Marta Urbanska
TU Dresden, Dresden and Max Planck Institute for the Science of Light & Max-Planck-Zentrum für Physik und Medizin, Erlangen, Germany
Mechanocytometry Session: Friday, October 1st, 2021: 09:00am-10:30am
De novo identification of universal cell mechanics regulators
Mechanical properties of cells determine their ability to perform many physiological functions, such as migration, cell-fate specification or circulation through vasculature. Identifying molecular factors that govern mechanical phenotype is therefore a subject of immediate relevance. Here we present an approach that enables establishing links between mechanical phenotype changes and the genes responsible for driving them. In particular, we employ an unbiased discriminative network analysis termed PC-corr to associate cell mechanical states, measured by real-time deformability cytometry (RT-DC), with large‑scale transcriptomic datasets across systems ranging from stem cell development to cancer progression, and originating from different murine and human tissues.

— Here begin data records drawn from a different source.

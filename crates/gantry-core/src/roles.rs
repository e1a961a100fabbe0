//! Global roles carried by a principal.

use serde::{Deserialize, Serialize};

/// A global role. A principal may hold several; the granted capabilities are
/// the union of what each role allows. Every principal holds [`Role::User`]
/// from registration onward, so the role set is never empty.
#[derive(Debug, Clone, Copy, PartialEq, Eq, Hash, Serialize, Deserialize)]
#[serde(rename_all = "SCREAMING_SNAKE_CASE")]
pub enum Role {
    /// Ordinary authenticated user.
    User,
    /// May administer user accounts.
    UserAdmin,
    /// May administer projects across the system.
    ProjectAdmin,
    /// Top administrative role: allowed everything, everywhere.
    SystemAdmin,
    /// Limited read-mostly visitor.
    Guest,
}

impl Role {
    /// The role set assigned at registration.
    pub fn default_set() -> Vec<Role> {
        vec![Role::User]
    }

    /// True when at least one required role is present in the held set.
    /// Route-level role gates are built on this.
    pub fn any_granted(required: &[Role], held: &[Role]) -> bool {
        required.iter().any(|role| held.contains(role))
    }
}
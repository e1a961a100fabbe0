//! Minting and decoding signed tokens.

use crate::claims::Claims;
use crate::config::AuthConfig;
use crate::keys::{TokenKeypair, TokenKeys};
use chrono::{DateTime, Duration, Utc};
use gantry_core::{AuthenticatedPrincipal, GantryError, Result};
use jsonwebtoken::{decode, encode, Algorithm, Header, Validation};

/// Signs and verifies both token kinds.
///
/// Expiry is stamped into claims here but enforced by the caller against
/// the injected clock, so decoding never consults wall time on its own.
pub struct TokenSigner {
    keys: TokenKeys,
    issuer: String,
    audience: String,
    access_ttl: Duration,
    refresh_ttl: Duration,
}

impl TokenSigner {
    /// Build a signer from a parsed config.
    pub fn new(config: &AuthConfig) -> Result<Self> {
        Ok(Self {
            keys: TokenKeys::from_config(config)?,
            issuer: config.issuer.clone(),
            audience: config.audience.clone(),
            access_ttl: Duration::seconds(config.access_ttl_secs),
            refresh_ttl: Duration::seconds(config.refresh_ttl_secs),
        })
    }

    /// Mint a short-lived access token. Carries no session key.
    pub fn mint_access(
        &self,
        principal: &AuthenticatedPrincipal,
        now: DateTime<Utc>,
    ) -> Result<String> {
        let claims = self.claims_for(principal, now, self.access_ttl, None);
        Self::sign(&self.keys.access, &claims)
    }

    /// Mint a long-lived refresh token embedding `session_key` as `rtk`.
    pub fn mint_refresh(
        &self,
        principal: &AuthenticatedPrincipal,
        session_key: &str,
        now: DateTime<Utc>,
    ) -> Result<String> {
        let claims = self.claims_for(
            principal,
            now,
            self.refresh_ttl,
            Some(session_key.to_owned()),
        );
        Self::sign(&self.keys.refresh, &claims)
    }

    /// Verify an access token's signature, issuer, and audience.
    pub fn decode_access(&self, token: &str) -> Result<Claims> {
        self.decode_with(&self.keys.access, token)
    }

    /// Verify a refresh token's signature, issuer, and audience.
    pub fn decode_refresh(&self, token: &str) -> Result<Claims> {
        self.decode_with(&self.keys.refresh, token)
    }

    fn claims_for(
        &self,
        principal: &AuthenticatedPrincipal,
        now: DateTime<Utc>,
        ttl: Duration,
        rtk: Option<String>,
    ) -> Claims {
        Claims {
            sub: principal.id,
            email: principal.email.clone(),
            name: principal.display_name(),
            last_login: principal.last_login.map(|at| at.timestamp()),
            roles: principal.roles.clone(),
            is_active: principal.is_active,
            iat: now.timestamp(),
            exp: (now + ttl).timestamp(),
            iss: self.issuer.clone(),
            aud: self.audience.clone(),
            rtk,
        }
    }

    fn sign(key: &TokenKeypair, claims: &Claims) -> Result<String> {
        encode(&Header::new(Algorithm::EdDSA), claims, &key.encoding)
            .map_err(|e| GantryError::crypto(format!("token signing: {e}")))
    }

    fn decode_with(&self, key: &TokenKeypair, token: &str) -> Result<Claims> {
        let mut validation = Validation::new(Algorithm::EdDSA);
        validation.set_issuer(&[&self.issuer]);
        validation.set_audience(&[&self.audience]);
        // Expiry is checked by the caller against the session clock.
        validation.validate_exp = false;

        decode::<Claims>(token, &key.decoding, &validation)
            .map(|data| data.claims)
            .map_err(|_| GantryError::unauthorized("invalid token"))
    }
}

We identify a conserved module of five genes with putative roles in the regulation of cell stiffness, and demonstrate on four validation datasets in silico that the identified genes can efficiently classify stiff and soft cell states. Finally, we demonstrate experimentally that the top scoring gene, CAV1, changes the mechanical phenotype of cells when silenced or overexpressed. The data-driven approach presented here has the power of de novo identification of genes involved in the regulation of cell mechanics and will extend the toolbox for tuning the mechanical properties of cells on demand to enable biological function or prevent pathologies.